Tuesday, July 9, 2024

Blast from the past: Gossip

This evening in Sangha we talked about gossip and I suddenly remembered a habit from early in my marriage with Wife.

It didn't start out that way. But for our Dharma study, we read the Fourteen Mindfulness Trainings. Then as we began to discuss them, someone (maybe I can call her Annie, in case she needs a name) commented that she had a problem with the Ninth Training.* Specifically, it's not that she thinks there is anything wrong with the behavior that it recommends—"We will … [refrain] from speaking about the faults of other persons in their absence …. We will not spread rumours nor criticise or condemn things of which we are not sure"—but that she has a lot of trouble living up to it. Fundamentally, she enjoys gossip! She added that she doesn't really know why she likes it so much, but there it is. It's just a fact of life that she has to deal with.

Of course I had (and have) no idea why in particular she enjoys gossip, and I didn't pretend otherwise. But the whole conversation put me in mind of the early years of my marriage to Wife. So when it came around to my turn, here's the story I told the Sangha.

Back when Wife and I were in the early years of our marriage—after her gall-bladder had been removed,** after we had left graduate school, after we both had stable jobs—we fell into a habit of talking about our friends over dinner. And mostly the common theme seemed to be to criticize them (in absentia) for their poor life-choices, or for not handling their various predicaments as well as we would. Quite often we'd shake our heads condescendingly at the pickle that this-or-that friend had gotten into by not being as clear-headed about his-or-her choices as we would have been.

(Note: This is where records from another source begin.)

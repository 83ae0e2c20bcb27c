use axum::extract::State;
use axum::response::{IntoResponse, Response};

use super::{ApiError, ApiResponse};
use crate::state::ServiceState;

#[tracing::instrument(skip(state))]
pub async fn handler(State(state): State<ServiceState>) -> Result<Response, ApiError> {
    let stats = state
        .inspect(|inspector| inspector.database_stats())
        .await
        .map_err(ApiError::context("Failed to get statistics"))?;

    Ok(ApiResponse::data(stats).into_response())
}
use std::fmt;
use std::future::Future;

use bytes::BytesMut;

use crate::http::headers::HeaderMap;
use crate::http::request::Request;
use crate::http::response::StatusCode;

/// Application logic invoked once per parsed request.
///
/// The handler writes the response body into `body`. Returning
/// `Err(HandlerError)` discards the body and answers with the error's status
/// code and message instead.
pub trait Handler: Send + Sync + 'static {
    fn call(
        &self,
        body: &mut BodyWriter,
        req: &Request,
    ) -> impl Future<Output = Result<(), HandlerError>> + Send;
}

/// A business-level failure raised by a [`Handler`].
#[derive(Debug, Clone, PartialEq, Eq)]
pub struct HandlerError {
    pub status: StatusCode,
    pub message: String,
}

impl HandlerError {
    pub fn new(status: StatusCode, message: impl Into<String>) -> Self {
        Self {
            status,
            message: message.into(),
        }
    }

    pub fn bad_request(message: impl Into<String>) -> Self {
        Self::new(StatusCode::BadRequest, message)
    }
}

impl fmt::Display for HandlerError {
    fn fmt(&self, f: &mut fmt::Formatter<'_>) -> fmt::Result {
        write!(f, "{} {}", self.status.as_u16(), self.message)
    }
}

impl std::error::Error for HandlerError {}

/// Body sink handed to a [`Handler`].
///
/// Bytes accumulate in memory; the connection writes them with a matching
/// `Content-Length` once the handler returns. Entries in [`headers_mut`]
/// replace the default response headers of the same name.
///
/// After [`set_chunked`] or [`set_trailer`] the body goes out with
/// `Transfer-Encoding: chunked` instead, followed by the trailers.
///
/// [`headers_mut`]: BodyWriter::headers_mut
/// [`set_chunked`]: BodyWriter::set_chunked
/// [`set_trailer`]: BodyWriter::set_trailer
#[derive(Debug, Default)]
pub struct BodyWriter {
    buf: BytesMut,
    headers: HeaderMap,
    chunked: bool,
    trailers: HeaderMap,
}

impl BodyWriter {
    pub fn new() -> Self {
        Self::default()
    }

    pub fn write(&mut self, data: impl AsRef<[u8]>) {
        self.buf.extend_from_slice(data.as_ref());
    }

    pub fn len(&self) -> usize {
        self.buf.len()
    }

    pub fn is_empty(&self) -> bool {
        self.buf.is_empty()
    }

    pub fn as_bytes(&self) -> &[u8] {
        &self.buf
    }

    pub fn headers(&self) -> &HeaderMap {
        &self.headers
    }

    pub fn headers_mut(&mut self) -> &mut HeaderMap {
        &mut self.headers
    }

    pub fn set_chunked(&mut self) {
        self.chunked = true;
    }

    pub fn is_chunked(&self) -> bool {
        self.chunked
    }

    /// Sets a trailer field sent after the last chunk. Implies chunked
    /// framing; the name is also announced in the `Trailer` header.
    pub fn set_trailer(&mut self, name: &str, value: &str) {
        self.chunked = true;
        self.trailers.replace(name, value);
    }

    pub fn trailers(&self) -> &HeaderMap {
        &self.trailers
    }
}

It took me a long time even to recognize that this pattern had developed. Then I thought about it for a while before deciding that I wasn't really comfortable with it. Once I decided that, I had to figure out what to do about it. And only slowly did I figure out to try to redirect the conversation elsewhere whenever I detected this topic in the offing. All in all, it took me way too long to get there.

But why did we do it? That's the question that might have helped Annie this evening, if only I'd had an answer. When I told the story tonight, I suggested that maybe we were both really insecure about our own life-choices, so we wanted to reassure each other that at least we made better choices than those other people. More generally, Wife always craved reassurance that she was the Smartest Person in the Room: this need was a symptom of her clawing insecurity (or narcissism, if you prefer to spell it that way). And on my side, I hadn't gotten to the point yet of being disgusted*** by that kind of flattering reassurance, so of course I too found it gratifying.

Anyway, it's a simple story and a pathetic one. But I found myself telling it tonight, and it's only fair that you hear it too.    

__________

You can find the full text of the Ninth Mindfulness Training in this post here, as well as in the Plum Village link above. No, we don't always end up discussing this exact same precept whenever we read the Fourteen Mindfulness Trainings—which is every other month—but it's kind of amazing that we have now done so twice in a row.

** See this post or this one. 

*** "Disgusted" isn't the sign of any great moral achievement on my side. It's just that I've come to find that flattery tastes like syrup. And I don't care what kind of sweet tooth you might have, but it's a simple fact that no-one can choke down a whole bottle of syrup at one go.